Records to process:

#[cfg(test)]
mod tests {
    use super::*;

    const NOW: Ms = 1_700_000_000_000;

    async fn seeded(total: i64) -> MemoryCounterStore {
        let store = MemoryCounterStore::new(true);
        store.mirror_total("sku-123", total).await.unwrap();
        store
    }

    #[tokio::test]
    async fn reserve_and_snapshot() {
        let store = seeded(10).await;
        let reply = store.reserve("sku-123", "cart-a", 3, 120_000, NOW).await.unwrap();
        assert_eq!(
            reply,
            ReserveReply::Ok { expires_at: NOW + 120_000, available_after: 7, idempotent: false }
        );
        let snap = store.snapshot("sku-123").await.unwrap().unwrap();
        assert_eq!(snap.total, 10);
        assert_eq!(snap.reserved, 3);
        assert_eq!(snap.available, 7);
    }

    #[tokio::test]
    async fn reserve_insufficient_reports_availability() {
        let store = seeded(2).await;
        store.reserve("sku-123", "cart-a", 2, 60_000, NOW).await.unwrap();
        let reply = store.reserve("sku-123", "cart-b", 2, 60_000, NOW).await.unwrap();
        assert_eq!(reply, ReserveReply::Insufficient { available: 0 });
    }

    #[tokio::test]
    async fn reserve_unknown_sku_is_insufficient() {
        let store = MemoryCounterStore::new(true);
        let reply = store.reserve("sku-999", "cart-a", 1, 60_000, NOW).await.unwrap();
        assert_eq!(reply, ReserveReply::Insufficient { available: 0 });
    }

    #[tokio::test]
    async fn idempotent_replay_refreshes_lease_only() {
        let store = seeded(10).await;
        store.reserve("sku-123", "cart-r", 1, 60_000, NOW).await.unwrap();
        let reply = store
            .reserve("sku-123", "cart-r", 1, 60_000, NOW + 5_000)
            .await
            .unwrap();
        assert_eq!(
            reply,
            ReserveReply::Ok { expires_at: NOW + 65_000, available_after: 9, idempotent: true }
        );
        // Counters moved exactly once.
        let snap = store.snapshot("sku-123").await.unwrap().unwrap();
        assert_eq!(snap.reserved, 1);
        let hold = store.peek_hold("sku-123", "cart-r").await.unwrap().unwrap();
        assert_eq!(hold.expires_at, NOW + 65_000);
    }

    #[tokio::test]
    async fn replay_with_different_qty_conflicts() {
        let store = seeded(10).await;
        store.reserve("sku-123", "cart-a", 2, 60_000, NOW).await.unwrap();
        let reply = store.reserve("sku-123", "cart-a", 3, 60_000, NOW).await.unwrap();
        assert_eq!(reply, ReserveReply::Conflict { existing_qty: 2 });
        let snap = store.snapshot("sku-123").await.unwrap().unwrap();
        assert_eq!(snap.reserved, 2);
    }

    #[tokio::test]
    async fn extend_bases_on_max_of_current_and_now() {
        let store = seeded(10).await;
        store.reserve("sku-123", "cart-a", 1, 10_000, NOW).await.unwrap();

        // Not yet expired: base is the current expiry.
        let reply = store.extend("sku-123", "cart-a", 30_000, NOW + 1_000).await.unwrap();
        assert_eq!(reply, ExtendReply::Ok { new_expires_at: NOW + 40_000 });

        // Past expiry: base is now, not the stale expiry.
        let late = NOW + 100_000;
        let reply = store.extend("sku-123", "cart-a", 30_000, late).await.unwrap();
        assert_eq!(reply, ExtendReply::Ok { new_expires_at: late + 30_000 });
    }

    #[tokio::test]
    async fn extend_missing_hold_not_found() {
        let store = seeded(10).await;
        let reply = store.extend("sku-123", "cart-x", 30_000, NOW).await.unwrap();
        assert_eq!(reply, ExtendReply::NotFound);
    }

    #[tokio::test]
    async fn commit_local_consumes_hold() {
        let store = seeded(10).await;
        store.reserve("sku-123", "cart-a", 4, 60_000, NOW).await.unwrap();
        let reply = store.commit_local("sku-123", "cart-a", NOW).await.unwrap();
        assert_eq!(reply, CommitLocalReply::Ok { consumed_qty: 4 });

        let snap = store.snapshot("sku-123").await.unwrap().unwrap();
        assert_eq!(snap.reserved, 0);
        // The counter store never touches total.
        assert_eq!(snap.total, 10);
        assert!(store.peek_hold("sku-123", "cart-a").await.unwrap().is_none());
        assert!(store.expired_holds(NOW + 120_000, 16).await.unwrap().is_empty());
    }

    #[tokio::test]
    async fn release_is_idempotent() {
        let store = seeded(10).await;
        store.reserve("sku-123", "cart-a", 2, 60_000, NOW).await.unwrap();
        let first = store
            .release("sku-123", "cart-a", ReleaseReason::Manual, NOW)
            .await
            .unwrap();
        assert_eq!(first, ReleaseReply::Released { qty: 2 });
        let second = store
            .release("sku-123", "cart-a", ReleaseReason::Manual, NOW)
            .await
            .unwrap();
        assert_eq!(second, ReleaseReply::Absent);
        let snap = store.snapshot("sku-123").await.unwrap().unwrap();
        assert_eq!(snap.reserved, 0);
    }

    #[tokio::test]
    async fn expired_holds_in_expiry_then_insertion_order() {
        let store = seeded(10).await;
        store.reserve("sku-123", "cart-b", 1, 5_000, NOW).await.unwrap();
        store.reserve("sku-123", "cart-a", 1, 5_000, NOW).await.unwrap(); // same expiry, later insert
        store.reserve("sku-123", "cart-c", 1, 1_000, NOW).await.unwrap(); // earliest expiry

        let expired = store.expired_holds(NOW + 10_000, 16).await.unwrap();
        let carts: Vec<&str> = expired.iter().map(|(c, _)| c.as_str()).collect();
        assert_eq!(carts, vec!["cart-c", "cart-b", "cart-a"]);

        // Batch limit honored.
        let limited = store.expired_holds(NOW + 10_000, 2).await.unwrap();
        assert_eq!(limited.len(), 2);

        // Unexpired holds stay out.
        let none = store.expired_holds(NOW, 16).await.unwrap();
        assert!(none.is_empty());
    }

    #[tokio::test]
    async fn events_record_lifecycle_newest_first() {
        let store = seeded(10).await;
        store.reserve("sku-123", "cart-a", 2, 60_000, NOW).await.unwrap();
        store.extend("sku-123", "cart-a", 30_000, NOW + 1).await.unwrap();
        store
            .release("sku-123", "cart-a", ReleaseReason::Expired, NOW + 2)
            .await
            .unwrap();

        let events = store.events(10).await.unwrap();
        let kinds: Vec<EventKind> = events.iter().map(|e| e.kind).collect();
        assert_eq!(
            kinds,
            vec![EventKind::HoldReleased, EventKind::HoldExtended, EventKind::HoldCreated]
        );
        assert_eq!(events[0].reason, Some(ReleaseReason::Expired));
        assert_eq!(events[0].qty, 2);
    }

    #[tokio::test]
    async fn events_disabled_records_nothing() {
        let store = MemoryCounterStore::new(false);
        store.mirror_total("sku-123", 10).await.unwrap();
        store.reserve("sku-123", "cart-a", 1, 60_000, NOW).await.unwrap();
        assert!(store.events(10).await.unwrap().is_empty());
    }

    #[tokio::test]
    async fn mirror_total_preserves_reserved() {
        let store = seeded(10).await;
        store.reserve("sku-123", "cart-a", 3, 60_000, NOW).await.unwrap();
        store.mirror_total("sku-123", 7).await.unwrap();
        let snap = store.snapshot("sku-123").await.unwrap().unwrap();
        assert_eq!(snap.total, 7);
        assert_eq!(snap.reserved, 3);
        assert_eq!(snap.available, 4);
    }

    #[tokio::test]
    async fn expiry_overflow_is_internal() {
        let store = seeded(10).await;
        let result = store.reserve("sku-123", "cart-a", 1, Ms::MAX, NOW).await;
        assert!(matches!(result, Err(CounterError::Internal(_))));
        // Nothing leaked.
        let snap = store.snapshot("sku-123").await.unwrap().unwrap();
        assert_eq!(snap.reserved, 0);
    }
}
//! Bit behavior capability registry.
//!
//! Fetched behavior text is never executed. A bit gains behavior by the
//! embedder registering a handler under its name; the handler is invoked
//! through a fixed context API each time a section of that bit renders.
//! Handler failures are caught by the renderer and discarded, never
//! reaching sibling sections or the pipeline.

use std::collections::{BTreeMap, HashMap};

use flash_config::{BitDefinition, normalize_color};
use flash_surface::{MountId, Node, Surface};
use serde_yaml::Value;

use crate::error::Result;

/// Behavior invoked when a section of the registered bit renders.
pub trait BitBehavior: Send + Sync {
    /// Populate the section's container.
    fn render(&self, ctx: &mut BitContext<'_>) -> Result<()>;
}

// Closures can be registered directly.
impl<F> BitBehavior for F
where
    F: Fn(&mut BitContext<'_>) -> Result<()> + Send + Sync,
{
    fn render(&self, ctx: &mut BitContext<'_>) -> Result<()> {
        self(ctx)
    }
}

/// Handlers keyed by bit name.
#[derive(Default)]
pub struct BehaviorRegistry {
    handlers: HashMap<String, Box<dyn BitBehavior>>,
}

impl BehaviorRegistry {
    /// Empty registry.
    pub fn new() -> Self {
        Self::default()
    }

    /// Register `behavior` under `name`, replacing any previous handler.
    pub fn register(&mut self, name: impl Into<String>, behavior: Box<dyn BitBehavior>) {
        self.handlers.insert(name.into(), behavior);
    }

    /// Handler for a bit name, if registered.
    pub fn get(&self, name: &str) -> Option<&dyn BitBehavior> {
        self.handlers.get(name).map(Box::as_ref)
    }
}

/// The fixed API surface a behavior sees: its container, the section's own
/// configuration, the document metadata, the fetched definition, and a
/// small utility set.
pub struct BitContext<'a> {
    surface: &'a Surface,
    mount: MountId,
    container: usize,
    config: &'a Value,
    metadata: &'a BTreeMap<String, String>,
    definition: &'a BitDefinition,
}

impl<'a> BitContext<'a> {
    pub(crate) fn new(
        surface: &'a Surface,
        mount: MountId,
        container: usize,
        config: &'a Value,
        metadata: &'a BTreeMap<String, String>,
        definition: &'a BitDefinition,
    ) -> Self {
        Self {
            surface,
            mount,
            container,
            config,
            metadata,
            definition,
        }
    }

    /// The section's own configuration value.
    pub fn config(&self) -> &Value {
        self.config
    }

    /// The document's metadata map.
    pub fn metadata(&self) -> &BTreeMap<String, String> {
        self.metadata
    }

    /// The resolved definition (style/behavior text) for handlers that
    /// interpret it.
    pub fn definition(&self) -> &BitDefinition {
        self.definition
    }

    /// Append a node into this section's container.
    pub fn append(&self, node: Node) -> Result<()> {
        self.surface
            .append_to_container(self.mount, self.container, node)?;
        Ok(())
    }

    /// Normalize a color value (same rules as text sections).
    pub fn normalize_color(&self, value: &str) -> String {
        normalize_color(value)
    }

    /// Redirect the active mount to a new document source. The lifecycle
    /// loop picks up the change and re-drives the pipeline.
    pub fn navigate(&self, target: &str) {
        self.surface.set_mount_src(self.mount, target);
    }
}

Task goal: Looking at the entries, how many lines contain the string "pipeline"? The answer is that number alone.

Solution: 2